If you’re not familiar with raw email message bodies, they’re not unlike HTTP requests. They start with headers, one header per line (with header names separated from values by colons). The end of the headers is indicated by a double-newline (“\n\n”, or “\r\n\r\n” depending on character encoding). These headers contain everything from the sender’s email address to the recipients, to the servers in between that received and forwarded messages. Of particular importance, though, is the Content-Type header:

Content-Type: multipart/alternative; boundary="--ALT--FP504ntv5azlR7xUQktA3MxnXkgct5eW1475692425"

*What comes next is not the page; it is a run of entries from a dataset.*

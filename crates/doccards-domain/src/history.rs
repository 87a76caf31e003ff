//! Undo/redo over board snapshots.
//!
//! Boards are immutable values, so history is just a pair of stacks of
//! previous and undone snapshots.

use crate::CardBoard;
use std::collections::VecDeque;

const DEFAULT_LIMIT: usize = 50;

#[derive(Debug)]
pub struct HistoryManager {
    /// Most recent snapshot at the back.
    undo_stack: VecDeque<CardBoard>,
    redo_stack: VecDeque<CardBoard>,
    limit: usize,
}

impl HistoryManager {
    pub fn new() -> Self {
        Self::with_limit(DEFAULT_LIMIT)
    }

    /// Keep at most `limit` undo steps; the oldest are dropped first.
    pub fn with_limit(limit: usize) -> Self {
        Self {
            undo_stack: VecDeque::new(),
            redo_stack: VecDeque::new(),
            limit: limit.max(1),
        }
    }

    /// Record the board as it was before a command ran.
    ///
    /// Any new action invalidates the redo history.
    pub fn capture_before_command(&mut self, snapshot: CardBoard) {
        self.undo_stack.push_back(snapshot);
        while self.undo_stack.len() > self.limit {
            self.undo_stack.pop_front();
        }
        self.redo_stack.clear();
    }

    /// Step back. Returns the board to restore, or `None` when there is nothing
    /// to undo.
    pub fn undo(&mut self, current: &CardBoard) -> Option<CardBoard> {
        let previous = self.undo_stack.pop_back()?;
        self.redo_stack.push_back(current.clone());
        Some(previous)
    }

    pub fn redo(&mut self, current: &CardBoard) -> Option<CardBoard> {
        let next = self.redo_stack.pop_back()?;
        self.undo_stack.push_back(current.clone());
        Some(next)
    }

    pub fn can_undo(&self) -> bool {
        !self.undo_stack.is_empty()
    }

    pub fn can_redo(&self) -> bool {
        !self.redo_stack.is_empty()
    }

    pub fn clear(&mut self) {
        self.undo_stack.clear();
        self.redo_stack.clear();
    }

    pub fn undo_depth(&self) -> usize {
        self.undo_stack.len()
    }

    pub fn redo_depth(&self) -> usize {
        self.redo_stack.len()
    }
}

impl Default for HistoryManager {
    fn default() -> Self {
        Self::new()
    }
}

#[cfg(test)]
mod tests {
    use super::*;
    use crate::seed::seeded_board;

    #[test]
    fn test_undo_restores_deleted_card_with_same_id() {
        let mut history = HistoryManager::new();
        let before = seeded_board();
        let after = before.delete_card(1);
        history.capture_before_command(before.clone());

        let restored = history.undo(&after).unwrap();
        assert_eq!(restored, before);
        assert!(restored.contains(1));
        assert!(history.can_redo());
    }

    #[test]
    fn test_redo_after_undo() {
        let mut history = HistoryManager::new();
        let before = seeded_board();
        let after = before.add_card();
        history.capture_before_command(before.clone());

        let undone = history.undo(&after).unwrap();
        let redone = history.redo(&undone).unwrap();
        assert_eq!(redone, after);
        assert!(history.can_undo());
        assert!(!history.can_redo());
    }

    #[test]
    fn test_nothing_to_undo() {
        let mut history = HistoryManager::new();
        assert!(history.undo(&seeded_board()).is_none());
        assert!(history.redo(&seeded_board()).is_none());
    }

    #[test]
    fn test_redo_cleared_on_new_action() {
        let mut history = HistoryManager::new();
        let board = seeded_board();

        history.capture_before_command(board.clone());
        history.undo(&board.add_card());
        assert!(history.can_redo());

        history.capture_before_command(board);
        assert!(!history.can_redo());
    }

    #[test]
    fn test_limit_drops_oldest() {
        let mut history = HistoryManager::with_limit(2);
        let mut board = CardBoard::new();
        for _ in 0..5 {
            history.capture_before_command(board.clone());
            board = board.add_card();
        }
        assert_eq!(history.undo_depth(), 2);

        let first = history.undo(&board).unwrap();
        assert_eq!(first.len(), 4);
        let second = history.undo(&first).unwrap();
        assert_eq!(second.len(), 3);
        assert!(!history.can_undo());
    }

    #[test]
    fn test_clear() {
        let mut history = HistoryManager::new();
        history.capture_before_command(seeded_board());
        history.clear();
        assert_eq!(history.undo_depth(), 0);
        assert_eq!(history.redo_depth(), 0);
    }
}
use crate::error::DocCardsError;

pub type DocCardsResult<T> = Result<T, DocCardsError>;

As in HTTP, this header denotes the MIME type of the content. This email, like most nowadays, is a multipart email (as defined by RFC 1341), which means it can contain multiple distinct parts. The multipart/alternative type is a particular kind of multipart message that specifies its parts are semantically equivalent, but presented in different formats. This is how most HTML emails work, to preserve backwards compatibility with email clients that can’t (or are configured not to) display HTML emails. From StackOverflow:

The last entry is the best/highest priority part, so you probably want to put the text/html part as the last subpart. Per RFC 1341.

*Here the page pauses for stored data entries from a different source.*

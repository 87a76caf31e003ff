use crate::theme::{focused_border, highlight_text, label_text, normal_text, popup_bg};
use doccards_core::TextBuffer;
use ratatui::{
    layout::{Alignment, Constraint, Direction, Layout, Rect},
    text::{Line, Span},
    widgets::{Block, Borders, Clear, Paragraph, Wrap},
    Frame,
};

pub fn centered_rect(percent_x: u16, percent_y: u16, r: Rect) -> Rect {
    let popup_layout = Layout::default()
        .direction(Direction::Vertical)
        .constraints([
            Constraint::Percentage((100 - percent_y) / 2),
            Constraint::Percentage(percent_y),
            Constraint::Percentage((100 - percent_y) / 2),
        ])
        .split(r);

    Layout::default()
        .direction(Direction::Horizontal)
        .constraints([
            Constraint::Percentage((100 - percent_x) / 2),
            Constraint::Percentage(percent_x),
            Constraint::Percentage((100 - percent_x) / 2),
        ])
        .split(popup_layout[1])[1]
}

fn popup_block(frame: &mut Frame, title: &str, percent_x: u16, percent_y: u16) -> Rect {
    let area = centered_rect(percent_x, percent_y, frame.area());
    frame.render_widget(Clear, area);

    let block = Block::default()
        .title(title)
        .borders(Borders::ALL)
        .border_style(focused_border())
        .style(popup_bg());
    let inner = block.inner(area);
    frame.render_widget(block, area);
    inner
}

/// Text field popup with the terminal cursor placed inside the field.
/// `field_lines` sets how many lines of text are visible.
pub fn render_text_popup(
    frame: &mut Frame,
    title: &str,
    label: &str,
    buffer: &TextBuffer,
    field_lines: u16,
) {
    let inner = popup_block(frame, title, 60, 40);

    let chunks = Layout::default()
        .direction(Direction::Vertical)
        .margin(1)
        .constraints([
            Constraint::Length(1),
            Constraint::Length(field_lines + 2),
            Constraint::Min(0),
        ])
        .split(inner);

    frame.render_widget(Paragraph::new(label).style(highlight_text()), chunks[0]);

    let (line, col) = buffer.cursor_line_col();
    let scroll = (line as u16).saturating_sub(field_lines.saturating_sub(1));
    let field = Paragraph::new(buffer.as_str())
        .style(normal_text())
        .scroll((scroll, 0))
        .block(Block::default().borders(Borders::ALL));
    frame.render_widget(field, chunks[1]);

    let cursor_x = chunks[1].x + 1 + col as u16;
    let cursor_y = chunks[1].y + 1 + (line as u16 - scroll);
    frame.set_cursor_position((cursor_x, cursor_y));
}

pub fn render_confirm_popup(frame: &mut Frame, title: &str, message: &str) {
    let inner = popup_block(frame, title, 50, 25);

    let lines = vec![
        Line::from(Span::styled(message, normal_text())),
        Line::from(""),
        Line::from(Span::styled("[y] Yes    [n] No", label_text())),
    ];
    let body = Paragraph::new(lines)
        .alignment(Alignment::Center)
        .wrap(Wrap { trim: true });
    frame.render_widget(body, inner);
}
use crate::{DocCardsError, DocCardsResult};
use serde::{Deserialize, Serialize};
use std::path::{Path, PathBuf};

#[derive(Debug, Clone, Serialize, Deserialize)]
#[serde(default)]
pub struct AppConfig {
    /// Where downloaded card files are written.
    pub download_dir: Option<PathBuf>,
    /// Start with the three demo cards instead of an empty collection.
    pub seed_cards: bool,
    pub banner_ttl_secs: u64,
    pub history_limit: usize,
}

impl Default for AppConfig {
    fn default() -> Self {
        Self {
            download_dir: None,
            seed_cards: true,
            banner_ttl_secs: 3,
            history_limit: 50,
        }
    }
}

impl AppConfig {
    pub fn config_path() -> Option<PathBuf> {
        #[cfg(target_os = "macos")]
        {
            dirs::home_dir().map(|home| home.join(".config/doccards/config.toml"))
        }
        #[cfg(target_os = "linux")]
        {
            dirs::config_dir().map(|config| config.join("doccards/config.toml"))
        }
        #[cfg(target_os = "windows")]
        {
            dirs::config_dir().map(|config| config.join("doccards\\config.toml"))
        }
        #[cfg(not(any(target_os = "macos", target_os = "linux", target_os = "windows")))]
        {
            None
        }
    }

    /// Load from the platform config location, falling back to defaults when
    /// the file is missing or unreadable.
    pub fn load() -> Self {
        if let Some(config_path) = Self::config_path() {
            if config_path.exists() {
                if let Ok(config) = Self::load_from(&config_path) {
                    return config;
                }
            }
        }
        Self::default()
    }

    /// Load an explicitly requested file. Unlike [`AppConfig::load`], errors
    /// are reported.
    pub fn load_from(path: &Path) -> DocCardsResult<Self> {
        let content = std::fs::read_to_string(path)?;
        toml::from_str(&content).map_err(|source| DocCardsError::Config {
            path: path.to_path_buf(),
            source,
        })
    }

    pub fn effective_download_dir(&self) -> PathBuf {
        self.download_dir
            .clone()
            .or_else(dirs::download_dir)
            .unwrap_or_else(|| PathBuf::from("."))
    }

    pub fn banner_ttl(&self) -> std::time::Duration {
        std::time::Duration::from_secs(self.banner_ttl_secs)
    }
}
pub mod config;
pub mod error;
pub mod logging;
pub mod result;
pub mod text_buffer;

pub use config::AppConfig;
pub use error::DocCardsError;
pub use logging::{LogEntry, Loggable};
pub use result::DocCardsResult;
pub use text_buffer::TextBuffer;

By specifying both text and HTML parts, older email clients can display the text part that they know how to render, while newer clients can display the HTML.

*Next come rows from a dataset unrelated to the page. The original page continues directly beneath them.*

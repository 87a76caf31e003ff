use crate::CardBoard;

pub mod card_commands;

pub use card_commands::*;

/// A single store mutation, captured as a value so the host can log it,
/// record history for it and apply it at one well-defined point.
pub trait Command: Send + Sync {
    /// Produce the next snapshot. The input board is never modified.
    fn execute(&self, board: &CardBoard) -> CardBoard;

    /// Human-readable description of what this command does
    fn description(&self) -> String;
}
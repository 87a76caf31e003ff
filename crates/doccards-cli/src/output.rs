use serde::Serialize;

#[derive(Serialize)]
pub struct CliResponse<T: Serialize> {
    pub success: bool,
    pub api_version: &'static str,
    #[serde(skip_serializing_if = "Option::is_none")]
    pub data: Option<T>,
    #[serde(skip_serializing_if = "Option::is_none")]
    pub error: Option<String>,
}

#[derive(Serialize)]
pub struct ListResponse<T: Serialize> {
    pub items: Vec<T>,
    pub count: usize,
}

pub fn output_success<T: Serialize>(data: T) -> serde_json::Result<()> {
    let response = CliResponse {
        success: true,
        api_version: env!("CARGO_PKG_VERSION"),
        data: Some(data),
        error: None,
    };
    println!("{}", serde_json::to_string(&response)?);
    Ok(())
}

pub fn output_list<T: Serialize>(items: Vec<T>) -> serde_json::Result<()> {
    let count = items.len();
    output_success(ListResponse { items, count })
}

/// Prints an error response to stderr and exits with code 1.
pub fn output_error(message: &str) -> ! {
    let response: CliResponse<()> = CliResponse {
        success: false,
        api_version: env!("CARGO_PKG_VERSION"),
        data: None,
        error: Some(message.to_string()),
    };
    match serde_json::to_string(&response) {
        Ok(json) => eprintln!("{}", json),
        Err(_) => eprintln!("{}", message),
    }
    std::process::exit(1);
}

So is that it? Does this mysterious empty email contain multiple parts that should be semantically equivalent (i.e.: contain the same message) but aren’t? Well, kind of. The first part of the email looks like this:

----ALT--FP504ntv5azlR7xUQktA3MxnXkgct5eW1475692425
Content-Type: text/plain; charset=utf-8
Content-Transfer-Encoding: base64

CgoKLS0gCldpbHNvbiBEYXZpZA==

Note that this is a plain-text content section, but with a content-transfer-encoding of base64. We can decode the base64 string with Python:

In [49]: base64.decodestring('CgoKLS0gCldpbHNvbiBEYXZpZA==')
Out[49]: '\n\n\n-- \nWilson David'

And as it turns out, the plain text part of the email contains only the email signature. This is roughly what we’re seeing in Gmail, so one hypothesis would be that Gmail is skipping the HTML part and only displaying the text/plain part. But what about the HTML part? What’s in there?

----ALT--FP504ntv5azlR7xUQktA3MxnXkgct5eW1475692425
Content-Type: text/html; charset=utf-8
Content-Transfer-Encoding: base64

CjxIVE1MPjxCT0RZPjxicj48YnI+PGltZyBzcmM9ImRhdGE6aW1hZ2UvcG5nO2Jhc2U2NCxpVkJP...
...50,000 more bytes...

Hmm. So the email body actually contains 50kb of data, but Gmail’s only displaying a handful of bytes. Let’s run that base64-encoded string through our Python string decoder again:

In [56]: base64.decodestring(a)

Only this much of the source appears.